Everyone is talking about the tough times that have hit our economy. For small business owners, tough times have been here for awhile. The credit crunch is just the latest assault on the mom-and-pop shops that make up the backbone of our economy.

To see what is happening to small business, just take a drive from Evansville, Ind. to Mayfield. Mile after mile of big national chain stores have replaced independent businesses.

In this big-box retail era ruled by giants like Wal-Mart and Target, it’s heartening to know you can still find mom-and-pop stores like mine. Many of us now reside online, and we’re just a click away.

But recently, I and millions of other small business entrepreneurs have come under attack by the big boxes and other retailers who are running a multi-million dollar scare campaign designed to keep you at their cash registers rather than my online store.

Portraying online buyers and small business sellers as crooks, the big-box lobby is demanding anti-Internet action by Congress and state legislatures. They want laws that would make it illegal to sell certain products online, and they want a disclosure of personal information from anyone who sells online. In other words, they want to reduce consumer choices and invade the privacy of the sellers.
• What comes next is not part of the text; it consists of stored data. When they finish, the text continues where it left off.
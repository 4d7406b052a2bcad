//! Test harness for Trellis component trees.
//!
//! [`RecreateHost`] stands in for a hosting environment: it owns a root,
//! builds the application's component tree, and can simulate both a forced
//! teardown/recreate cycle (retained instances survive) and a full process
//! death (only serialized state survives). [`StateLog`] is a small shared
//! recorder for asserting event ordering across lifecycles and routers.

use std::cell::RefCell;
use std::rc::Rc;

use trellis_core::context::{ComponentContext, Root};
use trellis_core::error::TrellisError;
use trellis_core::instance_keeper::InstanceKeeper;
use trellis_core::lifecycle::LifecycleState;
use trellis_core::state_keeper::SavedState;
use trellis_router::RouterState;

/// Host-environment stand-in driving a component tree through lifecycle
/// changes and teardown/recreate cycles.
pub struct RecreateHost<T> {
    root: Root,
    component: Option<T>,
    build: Rc<dyn Fn(ComponentContext) -> T>,
}

impl<T> RecreateHost<T> {
    /// Cold-starts a tree. `build` is invoked again on every recreation.
    pub fn new(build: impl Fn(ComponentContext) -> T + 'static) -> Self {
        let build: Rc<dyn Fn(ComponentContext) -> T> = Rc::new(build);
        let root = Root::new();
        let component = (build)(root.context());
        Self {
            root,
            component: Some(component),
            build,
        }
    }

    /// The current root component. Panics after [`destroy`].
    ///
    /// [`destroy`]: RecreateHost::destroy
    pub fn component(&self) -> &T {
        self.component.as_ref().expect("tree was destroyed")
    }

    /// Drives the root lifecycle to `target`, walking every intermediate
    /// state.
    pub fn drive_to(&self, target: LifecycleState) -> Result<(), TrellisError> {
        self.root.registry().drive_to(target)
    }

    pub fn resume(&self) -> Result<(), TrellisError> {
        self.drive_to(LifecycleState::Resumed)
    }

    pub fn stop(&self) -> Result<(), TrellisError> {
        self.drive_to(LifecycleState::Stopped)
    }

    pub fn root_state(&self) -> LifecycleState {
        self.root.registry().state()
    }

    /// Forced teardown and immediate recreation: saved state and retained
    /// instances both survive, mirroring a host-environment
    /// reconfiguration.
    pub fn recreate(&mut self) -> Result<(), TrellisError> {
        let state = self.root_state();
        let root = std::mem::take(&mut self.root);
        let (saved, retained) = root.tear_down_for_recreate()?;
        self.component = None;
        self.restart(saved, retained, state)
    }

    /// Full process death: the saved state round-trips through bytes, the
    /// retained instances are lost.
    pub fn process_death(&mut self) -> Result<(), TrellisError> {
        let state = self.root_state();
        let root = std::mem::take(&mut self.root);
        let (saved, retained) = root.tear_down_for_recreate()?;
        self.component = None;
        drop(retained);
        let bytes = serde_json::to_vec(&saved).map_err(TrellisError::codec)?;
        let saved: SavedState = serde_json::from_slice(&bytes).map_err(TrellisError::codec)?;
        self.restart(saved, InstanceKeeper::new(), state)
    }

    fn restart(
        &mut self,
        saved: SavedState,
        retained: InstanceKeeper,
        state: LifecycleState,
    ) -> Result<(), TrellisError> {
        let root = Root::restored(saved, retained);
        let component = (self.build)(root.context());
        self.root = root;
        self.component = Some(component);
        if !matches!(state, LifecycleState::Initialized) {
            self.drive_to(state)?;
        }
        Ok(())
    }

    /// Genuine destruction: disposes every retained instance in the tree.
    pub fn destroy(mut self) -> Result<(), TrellisError> {
        self.component = None;
        std::mem::take(&mut self.root).destroy()
    }
}

/// Shared, cloneable event recorder.
#[derive(Clone, Default)]
pub struct StateLog {
    events: Rc<RefCell<Vec<String>>>,
}

impl StateLog {
    pub fn new() -> Self {
        Self::default()
    }

    pub fn push(&self, event: impl Into<String>) {
        self.events.borrow_mut().push(event.into());
    }

    /// Drains and returns everything recorded so far.
    pub fn take(&self) -> Vec<String> {
        self.events.borrow_mut().drain(..).collect()
    }

    pub fn is_empty(&self) -> bool {
        self.events.borrow().is_empty()
    }
}

/// Configurations of a router state in creation order, active last.
/// Convenience for stack-shape assertions.
pub fn stack_of<C: Clone>(state: &RouterState<C>) -> Vec<C> {
    state.configurations()
}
Some of the measures would outlaw online marketplace sites from allowing sellers to offer items anonymously.

At a recent hearing before Congress, a spokesman for the retail industry, which represents the behemoths, drew parallels between the habits of online sellers and those of drug addicts and criminals. He warned ominously of “organized retail crime.”

It is not criminal to provide consumers with the most options at the best prices. Neither is there anything unseemly about a small retailer wanting to preserve privacy. The mega-retailers want to hassle competitors, not ferret out wrongdoers.

The people who are trading goods in the bustling world of e-commerce should not be hobbled by unnecessary regulations. And they certainly do not deserve to be maligned as criminals.

Photo by Unkle_Cheese.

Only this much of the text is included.